Ask HN: What are the best things that could come out of a coronavirus recession? - xnx
Rahm Emanuel said during the last recession: &quot;You never let a serious crisis go to waste. And what I mean by that it&#x27;s an opportunity to do things you think you could not do before.&quot; What big things should we do now: reform tax code, universal healthcare, 4-day work week?
======
yasp
To the extent companies demand bailouts of the US government, they should come
in the form of the US government purchasing equity (diluting existing
shareholders) and then gifting it to the citizenry.

------
quickthrower2
Well this might be good for cutting down on co2 emissions. Maybe people can
live with video calls instead of flying out.
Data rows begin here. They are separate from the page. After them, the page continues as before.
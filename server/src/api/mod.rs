//! HTTP surface of the coffee shop.
//!
//! | Method | Path             | Permission          |
//! |--------|------------------|---------------------|
//! | GET    | `/drinks`        | none                |
//! | GET    | `/drinks-detail` | `get:drinks-detail` |
//! | POST   | `/drinks`        | `post:drinks`       |
//! | PATCH  | `/drinks/{id}`   | `patch:drinks`      |
//! | DELETE | `/drinks/{id}`   | `delete:drinks`     |

pub mod error;
pub mod gate;
pub mod handlers;

use std::sync::Arc;

use axum::Router;
use axum::routing::{delete, get, patch, post};

pub use error::ApiError;
pub use gate::{PermissionGate, gated};

use crate::auth::Authenticator;
use crate::store::DrinkStore;

/// Permission names carried in the token's `permissions` claim.
pub mod permissions {
    pub const GET_DRINKS_DETAIL: &str = "get:drinks-detail";
    pub const POST_DRINKS: &str = "post:drinks";
    pub const PATCH_DRINKS: &str = "patch:drinks";
    pub const DELETE_DRINKS: &str = "delete:drinks";
}

#[derive(Clone)]
pub struct AppState {
    pub store: Arc<dyn DrinkStore>,
}

/// Build the application router.
#[must_use]
pub fn router(store: Arc<dyn DrinkStore>, authenticator: Arc<Authenticator>) -> Router {
    let gate = |permission| PermissionGate::new(Arc::clone(&authenticator), permission);

    Router::new()
        .route(
            "/drinks",
            get(handlers::list_drinks).merge(gated(
                post(handlers::create_drink),
                gate(permissions::POST_DRINKS),
            )),
        )
        .route(
            "/drinks-detail",
            gated(
                get(handlers::list_drinks_detail),
                gate(permissions::GET_DRINKS_DETAIL),
            ),
        )
        .route(
            "/drinks/{id}",
            gated(
                patch(handlers::update_drink),
                gate(permissions::PATCH_DRINKS),
            )
            .merge(gated(
                delete(handlers::delete_drink),
                gate(permissions::DELETE_DRINKS),
            )),
        )
        .fallback(handlers::not_found)
        .with_state(AppState { store })
}
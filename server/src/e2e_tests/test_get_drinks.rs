//! Test the public menu listing.

use axum::http::StatusCode;
use serde_json::json;

use crate::e2e_tests::helpers::*;

#[test]
fn test_get_drinks_empty() {
    let test = TestClient::new();

    let resp = test.get("/drinks", None);
    assert_eq!(resp.status, StatusCode::OK);
    assert_eq!(resp.body, json!({"success": true, "drinks": []}));
}

#[test]
fn test_get_drinks_needs_no_token() {
    let test = TestClient::new();
    test.create_drink("Latte");

    let resp = test.get("/drinks", None);
    assert_eq!(resp.status, StatusCode::OK);
    assert!(resp.success());
    assert_eq!(resp.drinks().len(), 1);
}

#[test]
fn test_get_drinks_uses_short_form() {
    let test = TestClient::new();
    let id = test.create_drink("Matcha");

    let resp = test.get("/drinks", None);
    assert_eq!(
        resp.drinks()[0],
        json!({"id": id, "title": "Matcha", "recipe": [{"color": "green", "parts": 5}]})
    );
}

#[test]
fn test_get_drinks_ignores_bad_token() {
    // The public listing is not gated, so a broken token does not matter.
    let test = TestClient::new();

    let resp = test.get("/drinks", Some("not-a-token"));
    assert_eq!(resp.status, StatusCode::OK);
}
Discover your back yard instead
of holiday in Timbuktu.

------
LoSpietato
There will be a technocracy - the world will be run by Specialists
“scientists” not elected like in “European Union” today.

The virus is just a excuse to put in place severe measures and they will be
there forever as it happened after 9/11.

It is a war and the enemy is a virus called freedom 2020

------
sigmaprimus
This doesn't seem like the right time to ask such questions.

It's kind of like Granny is on her death bed and the kids are measuring the
windows for new drapes!

------
Trias11
I think it's an:

\- invitation for countries to jointly cooperate in everything.

\- Reset to zero for unproductive entities and inefficient systems.

\- independence and resiliency for individual economies.

------
tropo
We should bring manufacturing back to the USA.

------
drakonka
Better preparedness for the next one.

------
rolph
a renewed realization of what mutual cooperation is, and how it is
advantageous vs capitalist competition.